MC:Well, that's when my mother came to live with me. So I got housing.
EE:Let's see. If I do my numbers right, that means you were at Quantico in '53
or '54?
MC:I got there in '53. I was in El Toro from '50 to '53. And then I went to Quantico.
EE:I'm going to kind of go through because you're in longer than most folks. I'm
going to get an overview of your whole career on tape and then go back and ask
00:14:00some of these questions. You were there for five years. What work were you doing
when you were at Quantico?
MC:Administrative.
EE:What was your rank by this time?
MC:Oh, let's see. What was I? Probably E-6 gunnery, gunny sergeant.
EE:After Quantico I assume you probably have another chance to reenlist or to
opt out.
MC:Yes.
EE:At this point, I guess, you're thinking you want--what do you have to be,
twenty years before you get your full retirement?
MC:Nineteen and six.
EE:So you're in for the long haul at this time.
MC:Yes.
EE:And where did you go after Quantico?
MC:Lejeune? I think I went to Lejeune.
EE:And you were working in the front office there, or where were you working?
00:15:00
MC:I was working in the company office.
EE:How long were you at Lejeune?
MC:I guess three years.
EE:Which takes you up to '61, is that right, '58 to '61?
MC:Somewhere around in there.
EE:What about after that?
MC:What?
EE:What about after that?
MC:Let's see. After Lejeune, after Quantico, I think I went to San Diego.
EE:Don't have many Marines stationed in Kansas. It's either one coast or the
other, isn't it?
MC:Yes. There's nothing in between unless you're on recruiting duty or INI staff
or something like that.
EE:How long were you at San Diego?
MC:Three years.
EE:Working in the company office out there as well?
00:16:00
MC:I was working in the battalion office. Well, I was working in a company
office. I was working in a men's company as admin chief.
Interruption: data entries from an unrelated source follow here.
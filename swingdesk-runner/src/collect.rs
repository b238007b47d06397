//! Fan-out/fan-in snapshot collection.
//!
//! Every member is fetched independently on the rayon pool. A failed fetch
//! becomes the documented all-missing snapshot flagged `FETCH_FAILED`; the
//! batch never aborts. Output order follows the universe.

use rayon::prelude::*;
use serde::Serialize;
use tracing::{info, warn};

use swingdesk_core::domain::{DataIssue, InstrumentSnapshot, MarketRegime, UniverseMember};

use crate::source::SnapshotSource;

#[derive(Debug, Clone, Serialize)]
pub struct Collection {
    pub snapshots: Vec<InstrumentSnapshot>,
    /// Symbols whose fetch failed and were substituted.
    pub substituted: Vec<String>,
}

impl Collection {
    pub fn len(&self) -> usize {
        self.snapshots.len()
    }

    pub fn is_empty(&self) -> bool {
        self.snapshots.is_empty()
    }
}

/// Fetch every member. Universe tags (sleeve, cluster, sector, underlying)
/// are authoritative and overwrite whatever the source reported.
pub fn collect_universe<S: SnapshotSource + ?Sized>(
    source: &S,
    members: &[UniverseMember],
) -> Collection {
    let name = source.name().to_string();
    let results: Vec<(InstrumentSnapshot, bool)> = members
        .par_iter()
        .map(|member| match source.fetch(member) {
            Ok(mut snap) => {
                stamp_member(&mut snap, member);
                (snap, false)
            }
            Err(e) => {
                warn!(
                    symbol = %member.symbol,
                    source = %name,
                    error = %e,
                    "Fetch failed; substituting missing snapshot"
                );
                let issue = DataIssue::FetchFailed {
                    source: name.clone(),
                    reason: e.to_string(),
                };
                (InstrumentSnapshot::missing(member, issue), true)
            }
        })
        .collect();

    let substituted: Vec<String> = results
        .iter()
        .filter(|(_, failed)| *failed)
        .map(|(snap, _)| snap.symbol.clone())
        .collect();
    let snapshots: Vec<InstrumentSnapshot> = results.into_iter().map(|(s, _)| s).collect();

    info!(
        source = %name,
        members = members.len(),
        substituted = substituted.len(),
        "Collected universe snapshots"
    );

    Collection {
        snapshots,
        substituted,
    }
}

fn stamp_member(snap: &mut InstrumentSnapshot, member: &UniverseMember) {
    snap.symbol = member.symbol.clone();
    snap.sleeve = member.sleeve;
    snap.cluster = member.cluster.clone();
    snap.super_cluster = member.super_cluster.clone();
    snap.sector = member.sector.clone();
    snap.underlying = member.underlying.clone();
}

/// Fill the market regime on snapshots that do not carry one.
pub fn stamp_regime(snapshots: &mut [InstrumentSnapshot], regime: MarketRegime, stable: bool) {
    for snap in snapshots.iter_mut() {
        if snap.regime.is_none() {
            snap.regime = Some(regime);
        }
        if snap.regime_stable.is_none() {
            snap.regime_stable = Some(stable);
        }
    }
}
EE:Was that the first time you were head of the office? Did you have people
under you then, or did you have that earlier?
MC:Yes.
EE:That's the first time you were supervisor?
MC:I guess.
EE:Then after San Diego?
MC:After San Diego I came back to--oh, Lord. My mother was my dependent. Where
did we come to? Camp Lejeune, I guess.
EE:That would have been in about '64 by my reckoning. How long were you at
Lejeune on that stay?
MC:Three years.
00:17:00
EE:Most of these tours of duty are three years, then, aren't they?
MC:Yes.
EE:And what about after those three years? That would have given you twenty.
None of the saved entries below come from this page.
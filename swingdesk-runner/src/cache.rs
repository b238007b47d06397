//! Read-through snapshot cache with an explicit TTL and an injected clock.
//!
//! Successful fetches are stored per symbol and served until they are older
//! than the TTL. Failures are never stored, so the next request retries the
//! underlying source.

use std::collections::HashMap;
use std::sync::atomic::{AtomicU64, Ordering};
use std::sync::{Mutex, PoisonError};
use std::time::{Duration, Instant};
use tracing::{debug, warn};

use swingdesk_core::domain::{InstrumentSnapshot, UniverseMember};

use crate::config::CollectionConfig;
use crate::source::{SnapshotSource, SourceError};

/// Time source for expiry decisions.
pub trait Clock: Send + Sync {
    fn now(&self) -> Instant;
}

#[derive(Debug, Clone, Copy, Default)]
pub struct SystemClock;

impl Clock for SystemClock {
    fn now(&self) -> Instant {
        Instant::now()
    }
}

/// Clock that only moves when told to.
#[derive(Debug)]
pub struct ManualClock {
    start: Instant,
    offset: Mutex<Duration>,
}

impl ManualClock {
    pub fn new() -> Self {
        Self {
            start: Instant::now(),
            offset: Mutex::new(Duration::ZERO),
        }
    }

    pub fn advance(&self, by: Duration) {
        let mut offset = self.offset.lock().unwrap_or_else(PoisonError::into_inner);
        *offset += by;
    }
}

impl Default for ManualClock {
    fn default() -> Self {
        Self::new()
    }
}

impl Clock for ManualClock {
    fn now(&self) -> Instant {
        self.start + *self.offset.lock().unwrap_or_else(PoisonError::into_inner)
    }
}

impl<C: Clock + ?Sized> Clock for &C {
    fn now(&self) -> Instant {
        (**self).now()
    }
}

#[derive(Debug, Clone, Copy, Default, PartialEq, Eq)]
pub struct CacheStats {
    pub hits: u64,
    pub misses: u64,
    pub failures: u64,
}

struct Entry {
    stored_at: Instant,
    snapshot: InstrumentSnapshot,
}

pub struct ReadThroughCache<S: SnapshotSource, C: Clock = SystemClock> {
    source: S,
    clock: C,
    ttl: Duration,
    entries: Mutex<HashMap<String, Entry>>,
    hits: AtomicU64,
    misses: AtomicU64,
    failures: AtomicU64,
}

impl<S: SnapshotSource> ReadThroughCache<S, SystemClock> {
    pub fn new(source: S, ttl: Duration) -> Self {
        Self::with_clock(source, ttl, SystemClock)
    }
}

impl<S: SnapshotSource, C: Clock> ReadThroughCache<S, C> {
    pub fn with_clock(source: S, ttl: Duration, clock: C) -> Self {
        Self {
            source,
            clock,
            ttl,
            entries: Mutex::new(HashMap::new()),
            hits: AtomicU64::new(0),
            misses: AtomicU64::new(0),
            failures: AtomicU64::new(0),
        }
    }

    pub fn ttl(&self) -> Duration {
        self.ttl
    }

    pub fn stats(&self) -> CacheStats {
        CacheStats {
            hits: self.hits.load(Ordering::Relaxed),
            misses: self.misses.load(Ordering::Relaxed),
            failures: self.failures.load(Ordering::Relaxed),
        }
    }

    /// Number of stored entries, fresh or not.
    pub fn len(&self) -> usize {
        self.lock().len()
    }

    pub fn is_empty(&self) -> bool {
        self.len() == 0
    }

    /// Drop every entry older than the TTL.
    pub fn evict_expired(&self) -> usize {
        let now = self.clock.now();
        let mut entries = self.lock();
        let before = entries.len();
        entries.retain(|_, e| now.duration_since(e.stored_at) < self.ttl);
        before - entries.len()
    }

    pub fn clear(&self) {
        self.lock().clear();
    }

    fn lock(&self) -> std::sync::MutexGuard<'_, HashMap<String, Entry>> {
        self.entries.lock().unwrap_or_else(PoisonError::into_inner)
    }

    fn fresh(&self, symbol: &str, now: Instant) -> Option<InstrumentSnapshot> {
        let entries = self.lock();
        let entry = entries.get(symbol)?;
        (now.duration_since(entry.stored_at) < self.ttl).then(|| entry.snapshot.clone())
    }
}

impl<S: SnapshotSource, C: Clock> SnapshotSource for ReadThroughCache<S, C> {
    fn name(&self) -> &str {
        self.source.name()
    }

    fn fetch(&self, member: &UniverseMember) -> Result<InstrumentSnapshot, SourceError> {
        let now = self.clock.now();
        if let Some(snapshot) = self.fresh(&member.symbol, now) {
            self.hits.fetch_add(1, Ordering::Relaxed);
            debug!(symbol = %member.symbol, "Snapshot cache hit");
            return Ok(snapshot);
        }
        self.misses.fetch_add(1, Ordering::Relaxed);

        // Fetch outside the lock so concurrent misses on other symbols proceed.
        match self.source.fetch(member) {
            Ok(snapshot) => {
                self.lock().insert(
                    member.symbol.clone(),
                    Entry {
                        stored_at: now,
                        snapshot: snapshot.clone(),
                    },
                );
                Ok(snapshot)
            }
            Err(e) => {
                self.failures.fetch_add(1, Ordering::Relaxed);
                warn!(
                    symbol = %member.symbol,
                    source = self.source.name(),
                    error = %e,
                    "Cache miss and fetch failed"
                );
                Err(e)
            }
        }
    }

    fn is_available(&self) -> bool {
        self.source.is_available()
    }
}

/// The source a desk session collects through: `source` behind the
/// configured cache, or `source` itself when caching is off.
///
/// Build one per session and hand it to every run; a cache rebuilt per run
/// never serves a hit.
pub enum DeskSource<S: SnapshotSource> {
    Cached(ReadThroughCache<S>),
    Direct(S),
}

impl<S: SnapshotSource> DeskSource<S> {
    pub fn new(source: S, config: &CollectionConfig) -> Self {
        if config.use_cache {
            DeskSource::Cached(ReadThroughCache::new(
                source,
                Duration::from_secs(config.cache_ttl_secs),
            ))
        } else {
            DeskSource::Direct(source)
        }
    }

    pub fn cache_stats(&self) -> Option<CacheStats> {
        match self {
            DeskSource::Cached(cache) => Some(cache.stats()),
            DeskSource::Direct(_) => None,
        }
    }
}

impl<S: SnapshotSource> SnapshotSource for DeskSource<S> {
    fn name(&self) -> &str {
        match self {
            DeskSource::Cached(cache) => cache.name(),
            DeskSource::Direct(source) => source.name(),
        }
    }

    fn fetch(&self, member: &UniverseMember) -> Result<InstrumentSnapshot, SourceError> {
        match self {
            DeskSource::Cached(cache) => cache.fetch(member),
            DeskSource::Direct(source) => source.fetch(member),
        }
    }

    fn is_available(&self) -> bool {
        match self {
            DeskSource::Cached(cache) => cache.is_available(),
            DeskSource::Direct(source) => source.is_available(),
        }
    }
}
/// Ratchet for long stop levels.
///
/// **Core Rule:** a stop may tighten, never loosen (even if ATR expands).
///
/// An expanding ATR after a favourable move would otherwise pull a
/// volatility-based stop back down and widen the exposure.
#[derive(Debug, Clone, Copy, PartialEq, Default)]
pub struct StopRatchet {
    /// High-water mark of the stop level
    current_level: Option<f64>,
}

impl StopRatchet {
    pub fn new() -> Self {
        Self::default()
    }

    /// Seed from a previously persisted level (if any)
    pub fn from_level(level: Option<f64>) -> Self {
        Self {
            current_level: level.filter(|l| l.is_finite()),
        }
    }

    /// Apply the ratchet to a proposed level and return the ratcheted level.
    ///
    /// # Example
    /// ```
    /// use swingdesk_core::stops::StopRatchet;
    ///
    /// let mut ratchet = StopRatchet::from_level(Some(95.0));
    ///
    /// // Tightening: $95 → $100 (allowed)
    /// assert_eq!(ratchet.apply(100.0), 100.0);
    ///
    /// // Loosening: $100 → $90 (blocked, stays at $100)
    /// assert_eq!(ratchet.apply(90.0), 100.0);
    /// ```
    pub fn apply(&mut self, proposed: f64) -> f64 {
        let ratcheted = match self.current_level {
            Some(current) => current.max(proposed),
            None => proposed,
        };
        self.current_level = Some(ratcheted);
        ratcheted
    }

    /// Strict form: raise to `proposed`, or return `Err(current)` if that
    /// would loosen. An equal level is accepted.
    pub fn try_raise(&mut self, proposed: f64) -> Result<f64, f64> {
        match self.current_level {
            Some(current) if proposed < current => Err(current),
            _ => {
                self.current_level = Some(proposed);
                Ok(proposed)
            }
        }
    }

    pub fn current_level(&self) -> Option<f64> {
        self.current_level
    }
}

#[cfg(test)]
mod tests {
    use super::*;

    #[test]
    fn test_ratchet_tightening_allowed() {
        let mut ratchet = StopRatchet::from_level(Some(95.0));
        assert_eq!(ratchet.apply(100.0), 100.0);
        assert_eq!(ratchet.current_level(), Some(100.0));
    }

    #[test]
    fn test_ratchet_loosening_blocked() {
        let mut ratchet = StopRatchet::from_level(Some(100.0));
        assert_eq!(ratchet.apply(90.0), 100.0);
        assert_eq!(ratchet.current_level(), Some(100.0));
    }

    #[test]
    fn test_ratchet_initialization() {
        let mut ratchet = StopRatchet::new();
        assert_eq!(ratchet.current_level(), None);
        assert_eq!(ratchet.apply(95.0), 95.0);
        assert_eq!(ratchet.current_level(), Some(95.0));
    }

    #[test]
    fn test_ratchet_volatility_trap_scenario() {
        // Price rises to $110, ATR expands from $5 to $10:
        // proposed $110 - 2*$10 = $90 is looser than $95.
        let mut ratchet = StopRatchet::from_level(Some(95.0));
        assert_eq!(ratchet.apply(90.0), 95.0);
    }

    #[test]
    fn test_try_raise_rejects_loosening() {
        let mut ratchet = StopRatchet::from_level(Some(100.0));
        assert_eq!(ratchet.try_raise(99.5), Err(100.0));
        assert_eq!(ratchet.try_raise(100.0), Ok(100.0));
        assert_eq!(ratchet.try_raise(101.0), Ok(101.0));
        assert_eq!(ratchet.current_level(), Some(101.0));
    }

    #[test]
    fn test_nan_seed_is_ignored() {
        let ratchet = StopRatchet::from_level(Some(f64::NAN));
        assert_eq!(ratchet.current_level(), None);
    }
}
MC:Okay. Then I went to El Toro. No, wait. I didn't go to El Toro. I went to San Diego.
EE:Okay. How long were you at San Diego on that second tour?
MC:Three years.
EE:Were you back in the battalion office again?
MC:Yes. I was always in admin.
EE:That would have put you at about 1970.
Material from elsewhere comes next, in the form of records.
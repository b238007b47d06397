//! R-multiple protection ladder.
//!
//! | R    | Level          | Stop                                         |
//! |------|----------------|----------------------------------------------|
//! | 1.5  | BREAKEVEN      | entry                                        |
//! | 2.5  | LOCK_08R       | entry + 0.5R                                 |
//! | 3.0  | LOCK_1R_TRAIL  | max(entry + 1.0R, price − 2·ATR), ATR if any |

use serde::{Deserialize, Serialize};

use crate::domain::{OpenPosition, ProtectionLevel};

#[derive(Debug, Clone, PartialEq, Serialize, Deserialize)]
#[serde(default)]
pub struct LadderConfig {
    pub breakeven_r: f64,
    pub lock_r: f64,
    pub lock_offset_r: f64,
    pub trail_r: f64,
    pub trail_lock_r: f64,
    pub trail_atr_mult: f64,
}

impl Default for LadderConfig {
    fn default() -> Self {
        Self {
            breakeven_r: 1.5,
            lock_r: 2.5,
            lock_offset_r: 0.5,
            trail_r: 3.0,
            trail_lock_r: 1.0,
            trail_atr_mult: 2.0,
        }
    }
}

#[derive(Debug, Clone, Copy, PartialEq, Serialize, Deserialize)]
pub struct LadderStep {
    pub level: ProtectionLevel,
    pub stop: f64,
}

/// Highest rung reached at `price`, or `None` below the first rung.
pub fn rung(position: &OpenPosition, price: f64, atr: Option<f64>, config: &LadderConfig) -> Option<LadderStep> {
    let entry = position.entry_price;
    let risk = position.initial_risk;
    let r = position.r_multiple(price);

    if r >= config.trail_r {
        let floor = entry + config.trail_lock_r * risk;
        let stop = match atr {
            Some(atr) => floor.max(price - config.trail_atr_mult * atr),
            None => floor,
        };
        Some(LadderStep {
            level: ProtectionLevel::Lock1RTrail,
            stop,
        })
    } else if r >= config.lock_r {
        Some(LadderStep {
            level: ProtectionLevel::Lock08R,
            stop: entry + config.lock_offset_r * risk,
        })
    } else if r >= config.breakeven_r {
        Some(LadderStep {
            level: ProtectionLevel::Breakeven,
            stop: entry,
        })
    } else {
        None
    }
}

/// The rung to move to, only when it outranks the current level and its
/// stop is strictly above the current stop.
pub fn next_step(
    position: &OpenPosition,
    price: f64,
    atr: Option<f64>,
    config: &LadderConfig,
) -> Option<LadderStep> {
    rung(position, price, atr, config)
        .filter(|step| step.level > position.protection_level && step.stop > position.current_stop)
}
MC:Did I say I was a drill instructor in there sometime?
EE:No. Were you a drill instructor at Lejeune?
MC:Let's see. Where was I a drill instructor? I was a drill instructor at Parris
Island [South Carolina]. When in the hell was I there?
00:18:00
EE:All right. Let me see.
MC:It was right after they opened up again. So it was early fifties.
EE:Before you went to El Toro or after? I've got you going at Henderson Hall
then El Toro then Quantico. And that takes up most of the fifties.
MC:Okay.
EE:Was it before you went to Quantico?
MC:Yes. No, wait. Afterwards. Because after I left Lejeune is when I went to the
West Coast.
EE:Ok. So then after Quantico, before Lejeune, and then Lejeune you went to the
West Coast?
MC:Yes.
EE:Did you just do that for a short tour?
MC:Three years.
EE:I think [unclear] did that for a while, too, didn't she?
MC:Yes.
00:19:00
EE:So that's thrown my dates back a little bit. So you left San Diego that last
time in '73, that last tour?
MC:I guess.
EE:And what did you do after that?
MC:That must be when I went to San Diego. I don't know.
EE:Where did you end up retiring from the service?
MC:San Francisco.
EE:And what year was that?
MC:When did I retire? Well, I had twenty-five years in.
EE:Okay. So that would have been right at '79, I guess, '79 or '80?
MC:Yes.
EE:Did you stay on the West Coast, then, for a while, or did you come back here,
or what did you end up doing?
MC:No. I packed up and left. As soon as I retired I left. The next day I left.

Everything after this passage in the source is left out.